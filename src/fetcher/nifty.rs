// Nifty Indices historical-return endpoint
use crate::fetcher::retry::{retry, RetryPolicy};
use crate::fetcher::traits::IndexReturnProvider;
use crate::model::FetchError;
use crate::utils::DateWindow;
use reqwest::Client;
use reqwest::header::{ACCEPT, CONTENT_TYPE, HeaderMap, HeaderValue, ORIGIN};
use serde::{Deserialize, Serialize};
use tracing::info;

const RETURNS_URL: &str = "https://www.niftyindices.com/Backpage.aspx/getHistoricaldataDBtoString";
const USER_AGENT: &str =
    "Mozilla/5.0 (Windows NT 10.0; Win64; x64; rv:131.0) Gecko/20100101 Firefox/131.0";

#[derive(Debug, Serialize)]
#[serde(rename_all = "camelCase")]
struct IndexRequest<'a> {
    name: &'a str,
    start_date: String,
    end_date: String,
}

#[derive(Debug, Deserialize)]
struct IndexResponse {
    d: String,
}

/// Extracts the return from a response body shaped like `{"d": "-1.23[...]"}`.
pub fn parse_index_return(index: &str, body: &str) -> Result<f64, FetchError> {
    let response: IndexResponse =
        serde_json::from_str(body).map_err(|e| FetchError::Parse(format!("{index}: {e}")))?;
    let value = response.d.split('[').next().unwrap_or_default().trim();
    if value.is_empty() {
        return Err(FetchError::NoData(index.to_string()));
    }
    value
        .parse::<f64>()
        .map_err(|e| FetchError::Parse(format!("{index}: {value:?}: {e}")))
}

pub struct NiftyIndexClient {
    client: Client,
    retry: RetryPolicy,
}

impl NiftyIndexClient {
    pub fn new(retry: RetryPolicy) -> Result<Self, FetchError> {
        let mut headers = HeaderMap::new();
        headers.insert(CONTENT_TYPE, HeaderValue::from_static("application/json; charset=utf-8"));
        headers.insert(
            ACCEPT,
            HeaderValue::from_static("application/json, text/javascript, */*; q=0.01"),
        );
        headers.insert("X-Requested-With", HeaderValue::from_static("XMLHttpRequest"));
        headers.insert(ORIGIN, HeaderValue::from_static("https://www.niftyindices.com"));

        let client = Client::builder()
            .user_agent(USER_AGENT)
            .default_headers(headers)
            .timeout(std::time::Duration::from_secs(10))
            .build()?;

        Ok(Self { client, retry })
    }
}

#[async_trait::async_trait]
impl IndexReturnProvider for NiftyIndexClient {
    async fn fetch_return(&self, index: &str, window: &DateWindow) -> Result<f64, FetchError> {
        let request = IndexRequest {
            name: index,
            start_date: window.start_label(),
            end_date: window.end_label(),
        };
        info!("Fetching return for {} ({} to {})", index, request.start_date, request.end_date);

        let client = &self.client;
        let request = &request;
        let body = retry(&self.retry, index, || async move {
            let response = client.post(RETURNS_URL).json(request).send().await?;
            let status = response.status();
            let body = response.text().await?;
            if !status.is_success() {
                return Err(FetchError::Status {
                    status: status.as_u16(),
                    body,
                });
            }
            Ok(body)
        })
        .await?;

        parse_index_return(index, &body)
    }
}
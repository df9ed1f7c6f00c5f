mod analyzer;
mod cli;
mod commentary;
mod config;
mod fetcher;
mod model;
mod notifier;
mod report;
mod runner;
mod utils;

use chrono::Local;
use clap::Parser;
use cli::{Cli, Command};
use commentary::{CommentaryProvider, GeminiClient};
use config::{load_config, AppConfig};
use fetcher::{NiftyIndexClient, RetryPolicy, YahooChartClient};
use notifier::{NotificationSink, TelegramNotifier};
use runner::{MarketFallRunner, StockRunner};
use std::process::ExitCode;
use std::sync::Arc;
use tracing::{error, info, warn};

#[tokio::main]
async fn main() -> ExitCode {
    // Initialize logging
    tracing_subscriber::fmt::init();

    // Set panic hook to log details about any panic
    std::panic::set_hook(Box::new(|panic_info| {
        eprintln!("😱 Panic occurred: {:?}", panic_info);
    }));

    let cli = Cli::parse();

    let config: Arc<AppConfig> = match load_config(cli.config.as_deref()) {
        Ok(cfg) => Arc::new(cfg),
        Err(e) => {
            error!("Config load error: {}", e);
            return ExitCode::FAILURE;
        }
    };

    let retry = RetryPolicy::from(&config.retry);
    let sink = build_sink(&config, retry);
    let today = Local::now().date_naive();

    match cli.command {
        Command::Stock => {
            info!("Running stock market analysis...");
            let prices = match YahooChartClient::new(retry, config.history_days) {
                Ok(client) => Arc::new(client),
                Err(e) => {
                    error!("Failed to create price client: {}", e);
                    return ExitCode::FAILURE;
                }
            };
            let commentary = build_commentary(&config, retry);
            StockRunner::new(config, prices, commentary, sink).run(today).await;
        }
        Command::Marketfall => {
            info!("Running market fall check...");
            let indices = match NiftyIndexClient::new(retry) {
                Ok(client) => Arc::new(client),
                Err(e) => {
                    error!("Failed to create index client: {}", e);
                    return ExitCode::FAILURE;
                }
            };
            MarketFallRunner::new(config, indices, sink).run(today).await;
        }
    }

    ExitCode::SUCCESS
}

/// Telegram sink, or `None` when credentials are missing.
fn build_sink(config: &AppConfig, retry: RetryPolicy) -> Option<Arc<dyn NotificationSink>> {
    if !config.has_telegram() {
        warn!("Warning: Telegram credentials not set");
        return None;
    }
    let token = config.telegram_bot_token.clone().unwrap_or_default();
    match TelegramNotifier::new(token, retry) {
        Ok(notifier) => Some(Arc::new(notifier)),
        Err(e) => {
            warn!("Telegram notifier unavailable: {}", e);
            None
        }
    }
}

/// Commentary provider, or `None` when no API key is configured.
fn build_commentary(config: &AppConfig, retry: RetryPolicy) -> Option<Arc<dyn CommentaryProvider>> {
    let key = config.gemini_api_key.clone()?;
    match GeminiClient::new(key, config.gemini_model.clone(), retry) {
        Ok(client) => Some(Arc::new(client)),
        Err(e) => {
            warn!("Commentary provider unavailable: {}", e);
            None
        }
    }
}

## What you are asked to do
For the records above, tally the lines in which "DateWindow" appears, and give the number by itself.

## Exercise response
2